Task directions »
Filter the entries and keep only the lines where the string "identity" appears.

Records contained in a dataset »
BEGIN

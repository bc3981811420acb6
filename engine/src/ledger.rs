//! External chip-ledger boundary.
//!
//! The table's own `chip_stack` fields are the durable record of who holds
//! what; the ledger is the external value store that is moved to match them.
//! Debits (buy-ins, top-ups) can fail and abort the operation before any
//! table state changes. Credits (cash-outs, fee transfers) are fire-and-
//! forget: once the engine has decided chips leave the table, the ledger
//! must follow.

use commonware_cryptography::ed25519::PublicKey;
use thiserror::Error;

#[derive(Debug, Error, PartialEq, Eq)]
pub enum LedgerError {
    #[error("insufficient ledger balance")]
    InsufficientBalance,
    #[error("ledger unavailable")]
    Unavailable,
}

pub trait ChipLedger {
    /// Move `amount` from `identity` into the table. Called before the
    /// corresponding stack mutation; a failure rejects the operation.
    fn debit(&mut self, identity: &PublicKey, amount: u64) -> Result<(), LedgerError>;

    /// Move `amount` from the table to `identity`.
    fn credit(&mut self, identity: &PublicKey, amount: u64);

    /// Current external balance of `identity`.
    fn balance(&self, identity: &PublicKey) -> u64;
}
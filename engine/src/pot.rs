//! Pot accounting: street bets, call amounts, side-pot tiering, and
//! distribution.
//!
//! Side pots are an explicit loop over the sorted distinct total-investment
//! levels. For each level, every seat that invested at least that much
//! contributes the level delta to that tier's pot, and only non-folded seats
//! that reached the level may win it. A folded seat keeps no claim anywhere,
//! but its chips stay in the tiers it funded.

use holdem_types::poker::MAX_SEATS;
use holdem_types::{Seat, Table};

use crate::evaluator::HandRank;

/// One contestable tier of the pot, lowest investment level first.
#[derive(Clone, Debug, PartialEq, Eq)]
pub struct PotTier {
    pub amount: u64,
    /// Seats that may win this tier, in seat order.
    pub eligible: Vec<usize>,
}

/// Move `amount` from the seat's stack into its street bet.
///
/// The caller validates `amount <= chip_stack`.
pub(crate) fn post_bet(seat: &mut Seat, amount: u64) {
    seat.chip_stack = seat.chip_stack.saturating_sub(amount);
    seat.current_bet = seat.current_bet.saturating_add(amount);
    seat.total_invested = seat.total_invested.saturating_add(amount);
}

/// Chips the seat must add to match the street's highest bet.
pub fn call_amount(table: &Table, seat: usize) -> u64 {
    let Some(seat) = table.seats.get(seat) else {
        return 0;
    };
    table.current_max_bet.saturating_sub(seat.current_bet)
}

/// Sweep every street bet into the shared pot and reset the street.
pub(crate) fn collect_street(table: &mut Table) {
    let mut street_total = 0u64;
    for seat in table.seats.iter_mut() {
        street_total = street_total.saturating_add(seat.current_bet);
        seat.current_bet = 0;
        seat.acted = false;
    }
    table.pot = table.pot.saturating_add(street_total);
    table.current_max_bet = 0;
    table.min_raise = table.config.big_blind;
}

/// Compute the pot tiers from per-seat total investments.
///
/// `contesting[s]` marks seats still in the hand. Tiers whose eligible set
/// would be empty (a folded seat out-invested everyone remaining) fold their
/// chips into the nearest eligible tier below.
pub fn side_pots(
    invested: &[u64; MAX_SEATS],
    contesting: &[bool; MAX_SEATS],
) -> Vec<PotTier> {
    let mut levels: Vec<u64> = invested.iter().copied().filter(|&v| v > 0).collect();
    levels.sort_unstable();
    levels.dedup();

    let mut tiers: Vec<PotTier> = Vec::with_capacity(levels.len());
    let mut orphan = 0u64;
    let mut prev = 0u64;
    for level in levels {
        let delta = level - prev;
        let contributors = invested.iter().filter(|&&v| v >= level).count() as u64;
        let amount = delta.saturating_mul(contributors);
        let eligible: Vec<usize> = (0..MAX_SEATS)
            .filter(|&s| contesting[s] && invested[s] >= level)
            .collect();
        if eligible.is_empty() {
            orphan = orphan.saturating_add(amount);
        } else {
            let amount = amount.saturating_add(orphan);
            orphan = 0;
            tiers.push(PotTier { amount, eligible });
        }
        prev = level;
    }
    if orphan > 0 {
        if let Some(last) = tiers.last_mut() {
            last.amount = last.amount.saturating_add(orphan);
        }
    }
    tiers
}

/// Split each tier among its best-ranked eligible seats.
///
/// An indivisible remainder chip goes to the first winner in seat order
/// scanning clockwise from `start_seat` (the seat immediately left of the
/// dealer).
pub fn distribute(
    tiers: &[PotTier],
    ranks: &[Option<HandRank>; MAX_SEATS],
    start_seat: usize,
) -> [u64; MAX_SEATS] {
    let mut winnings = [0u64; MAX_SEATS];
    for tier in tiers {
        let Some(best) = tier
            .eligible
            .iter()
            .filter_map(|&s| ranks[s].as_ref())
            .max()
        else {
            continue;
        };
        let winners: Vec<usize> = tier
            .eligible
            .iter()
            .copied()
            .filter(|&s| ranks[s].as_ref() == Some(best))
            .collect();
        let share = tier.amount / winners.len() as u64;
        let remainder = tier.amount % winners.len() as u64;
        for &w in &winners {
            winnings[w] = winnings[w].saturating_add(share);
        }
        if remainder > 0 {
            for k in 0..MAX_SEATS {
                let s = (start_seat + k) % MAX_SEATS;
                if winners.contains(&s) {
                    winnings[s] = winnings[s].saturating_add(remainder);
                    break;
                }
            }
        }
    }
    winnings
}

END

Answer to this exercise »
    /// Move `amount` from `identity` into the table. Called before the
    fn debit(&mut self, identity: &PublicKey, amount: u64) -> Result<(), LedgerError>;
    /// Move `amount` from the table to `identity`.
    fn credit(&mut self, identity: &PublicKey, amount: u64);
    /// Current external balance of `identity`.
    fn balance(&self, identity: &PublicKey) -> u64;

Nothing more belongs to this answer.